The Security Council opened debate late Thursday afternoon at the request of the Lebanese government, and continued Friday. Israel’s United Nations Ambassador, Yosef Tekoah, charged at the opening session that Lebanon was “a center for the planning and execution of terrorist attacks against innocent civilians in Israel and elsewhere and provides refuge to the perpetrators of these dastardly crimes.”

(Israel’s Defense Minister Moshe Dayan hinted in a Jerusalem television interview Friday night that Israel may in the future aim its attacks not only at terrorists but at the states that grant them haven. “We cannot release Lebanon from responsibility for the deeds of the terrorists solely in an individual manner as we did in the raid on Beirut,” Gen. Dayan said.)

(The latest Middle East crisis was exacerbated yesterday when unidentified armed men attacked an American-owned oil terminal at Sidon. A previously unknown group calling itself the Lebanese Revolutionary Guard took credit for the attack which set fire to the installation. But Palestinian guerrilla groups in Lebanon said they were not involved and charged that “Israeli agents” carried out the assault in an effort to worsen U.S. relations with the Arabs. The Lebanese government said today it had no evidence that Israeli agents were operating in its territory.)

MALIK: WOULD EXPEL ISRAEL FROM UN

The Security Council debate was especially bitter, with Arab spokesmen lumping Israel and the U.S. together as aggressors and Israel defending its right to self-defense at home and to project its citizens and installations from terrorist outrages abroad. The acrimony reached a new peak Friday when the Soviet Ambassador Yakov Malik accuses Israel of “hare-faced aggression.” “bloody crimes,” and “bestial murder.” He startled even case-hardened observers of the UN scene when he declared that the Soviet Union would support sanctions against Israel, “up to and including expulsion

Ambassador Tekoah, who spoke the day before, said “We do not come to the Council to justify our actions” because “they need no justification.” He said “We come to charge that Lebanon has convened the Security Council to ask license for the continuance of terrorism.”

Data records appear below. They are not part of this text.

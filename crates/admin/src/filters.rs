//! Custom Askama template filters.

#![allow(clippy::unnecessary_wraps)]

use std::fmt::Display;

/// Returns the current year.
///
/// Usage in templates: `{{ ""|current_year }}`
#[askama::filter_fn]
pub fn current_year(_value: impl Display, _env: &dyn askama::Values) -> askama::Result<i32> {
    use chrono::Datelike;
    Ok(chrono::Local::now().year())
}

/// Renders an em dash for blank values.
///
/// Usage in templates: `{{ pet.breed|or_dash }}`
#[askama::filter_fn]
pub fn or_dash(value: impl Display, _env: &dyn askama::Values) -> askama::Result<String> {
    let text = value.to_string();
    if text.trim().is_empty() {
        Ok("\u{2014}".to_string())
    } else {
        Ok(text)
    }
}
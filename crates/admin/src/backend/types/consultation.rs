//! Consultation (clinical visit) records.

use chrono::NaiveDateTime;
use serde::{Deserialize, Serialize};

use vetdesk_core::{AppointmentId, ConsultationId, PetId, UserId};

use super::common::optional_datetime;

/// Notes recorded by a veterinarian for one visit.
#[derive(Debug, Clone, PartialEq, Serialize, Deserialize)]
#[serde(rename_all = "camelCase")]
pub struct Consultation {
    pub id: ConsultationId,
    #[serde(default)]
    pub appointment_id: Option<AppointmentId>,
    pub pet_id: PetId,
    #[serde(default)]
    pub pet_name: Option<String>,
    #[serde(default)]
    pub veterinarian_id: Option<UserId>,
    #[serde(default)]
    pub veterinarian_name: Option<String>,
    #[serde(default)]
    pub diagnosis: String,
    #[serde(default)]
    pub treatment: Option<String>,
    #[serde(default)]
    pub notes: Option<String>,
    #[serde(default)]
    pub weight_kg: Option<f64>,
    #[serde(default)]
    pub temperature_c: Option<f64>,
    #[serde(default, with = "optional_datetime")]
    pub created_at: Option<NaiveDateTime>,
}

/// Body for creating or updating a consultation.
#[derive(Debug, Clone, PartialEq, Serialize)]
#[serde(rename_all = "camelCase")]
pub struct ConsultationInput {
    pub pet_id: PetId,
    #[serde(skip_serializing_if = "Option::is_none")]
    pub appointment_id: Option<AppointmentId>,
    pub diagnosis: String,
    #[serde(skip_serializing_if = "Option::is_none")]
    pub treatment: Option<String>,
    #[serde(skip_serializing_if = "Option::is_none")]
    pub notes: Option<String>,
    #[serde(skip_serializing_if = "Option::is_none")]
    pub weight_kg: Option<f64>,
    #[serde(skip_serializing_if = "Option::is_none")]
    pub temperature_c: Option<f64>,
}
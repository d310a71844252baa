//! Billable clinic services.

use serde::{Deserialize, Serialize};

use vetdesk_core::{Price, ServiceId};

use super::common::default_true;

/// A service offered by the clinic (consultation, vaccination, ...).
#[derive(Debug, Clone, PartialEq, Serialize, Deserialize)]
#[serde(rename_all = "camelCase")]
pub struct ClinicService {
    pub id: ServiceId,
    pub name: String,
    #[serde(default)]
    pub description: Option<String>,
    #[serde(default)]
    pub price: Price,
    #[serde(default)]
    pub duration_minutes: u32,
    #[serde(default = "default_true")]
    pub is_active: bool,
}

/// Body for creating or updating a service.
#[derive(Debug, Clone, PartialEq, Serialize)]
#[serde(rename_all = "camelCase")]
pub struct ServiceInput {
    pub name: String,
    #[serde(skip_serializing_if = "Option::is_none")]
    pub description: Option<String>,
    pub price: Price,
    pub duration_minutes: u32,
    pub is_active: bool,
}

#[cfg(test)]
#[allow(clippy::unwrap_used)]
mod tests {
    use super::*;

    #[test]
    fn test_price_accepts_number_or_string() {
        let a: ClinicService =
            serde_json::from_str(r#"{"id":1,"name":"Vaccine","price":45.5,"durationMinutes":15}"#)
                .unwrap();
        let b: ClinicService = serde_json::from_str(
            r#"{"id":1,"name":"Vaccine","price":"45.50","durationMinutes":15}"#,
        )
        .unwrap();
        assert_eq!(a.price, b.price);
        assert_eq!(a.price.to_string(), "$45.50");
        assert!(a.is_active);
    }
}
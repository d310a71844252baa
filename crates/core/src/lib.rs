//! VetDesk Core - Shared types library.
//!
//! This crate provides the types used by the VetDesk front end:
//! - `admin` - The clinic web front end (server-rendered)
//! - `integration-tests` - End-to-end tests against a fake backend
//!
//! # Architecture
//!
//! The core crate contains only types and pure functions - no I/O, no HTTP
//! clients, no session handling. Every record it describes is owned by the
//! remote clinic API; these types only mirror the wire format.
//!
//! # Modules
//!
//! - [`types`] - Newtype IDs, emails, roles, statuses, and prices
//! - [`validation`] - Presentation-level form validators

#![cfg_attr(not(test), forbid(unsafe_code))]

pub mod types;
pub mod validation;

pub use types::*;
pub use validation::{FormErrors, ValidationError};
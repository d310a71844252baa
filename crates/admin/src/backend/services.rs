//! Service catalogue endpoints.

use reqwest::Method;
use tracing::instrument;

use vetdesk_core::ServiceId;

use super::{Api, BackendError, ClinicService, ListPage, ServiceInput};

/// Service wrapper for `/services`.
#[derive(Debug, Clone, Copy)]
pub struct Services<'a> {
    api: Api<'a>,
}

impl<'a> Services<'a> {
    pub(crate) const fn new(api: Api<'a>) -> Self {
        Self { api }
    }

    /// List services.
    ///
    /// # Errors
    ///
    /// Returns error if the API request fails.
    #[instrument(skip(self))]
    pub async fn list(self) -> Result<ListPage<ClinicService>, BackendError> {
        self.api.get_list("services", &[]).await
    }

    /// Get a single service.
    ///
    /// # Errors
    ///
    /// Returns `BackendError::NotFound` if the service does not exist.
    #[instrument(skip(self))]
    pub async fn get(self, id: ServiceId) -> Result<ClinicService, BackendError> {
        self.api.get(&format!("services/{id}"), &[]).await
    }

    /// Create a service.
    ///
    /// # Errors
    ///
    /// Returns `BackendError::Validation` if the API rejects the input.
    #[instrument(skip(self, input), fields(name = %input.name))]
    pub async fn create(self, input: &ServiceInput) -> Result<ClinicService, BackendError> {
        self.api.send_json(Method::POST, "services", input).await
    }

    /// Update a service.
    ///
    /// # Errors
    ///
    /// Returns `BackendError::Validation` if the API rejects the input.
    #[instrument(skip(self, input))]
    pub async fn update(
        self,
        id: ServiceId,
        input: &ServiceInput,
    ) -> Result<ClinicService, BackendError> {
        self.api
            .send_json(Method::PUT, &format!("services/{id}"), input)
            .await
    }

    /// Delete a service.
    ///
    /// # Errors
    ///
    /// Returns error if the API request fails.
    #[instrument(skip(self))]
    pub async fn delete(self, id: ServiceId) -> Result<(), BackendError> {
        self.api.delete(&format!("services/{id}")).await
    }
}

Tekoah said that official statements in Beirut, communiques “by terror organizations” and international news agencies reports from Lebanon “have confirmed that the targets struck were terrorist centers and hideouts and that the casualties were members of the murder groups.” He charged that most of the attacks carried out by the Fatah Black September terrorists and other terrorists “have originated in Beirut” from which terrorists “are dispatched on their missions of death to different parts of the world.” Citing nine incidents of the past five weeks, Tekoah said that “Beirut’s sinister role was particularly evident in the seizure and murder of the American and Belgian diplomats in Khartoum.” He said that in the preceding months “almost all Arab terror agents involved in murder attacks, including the Lod Airport massacre and the killing of Israeli athletes at the Munich Olympic Games, had come from Beirut.”

TEKOAH BLASTS LEBANON

The envoy said that “the international community is weary of the sanctimonious protestations of innocence and of the sterile falsehoods with which the Lebanese government and its representatives try to cover up Lebanon’s grave responsibility for turning Beirut into the capital of international terrorism.” He said after many denials, “the mask is dropped. Lebanon tries to justify the terrorist operations in and from its soil and even has the audacity to claim immunity for itself and impunity for the terrorists.”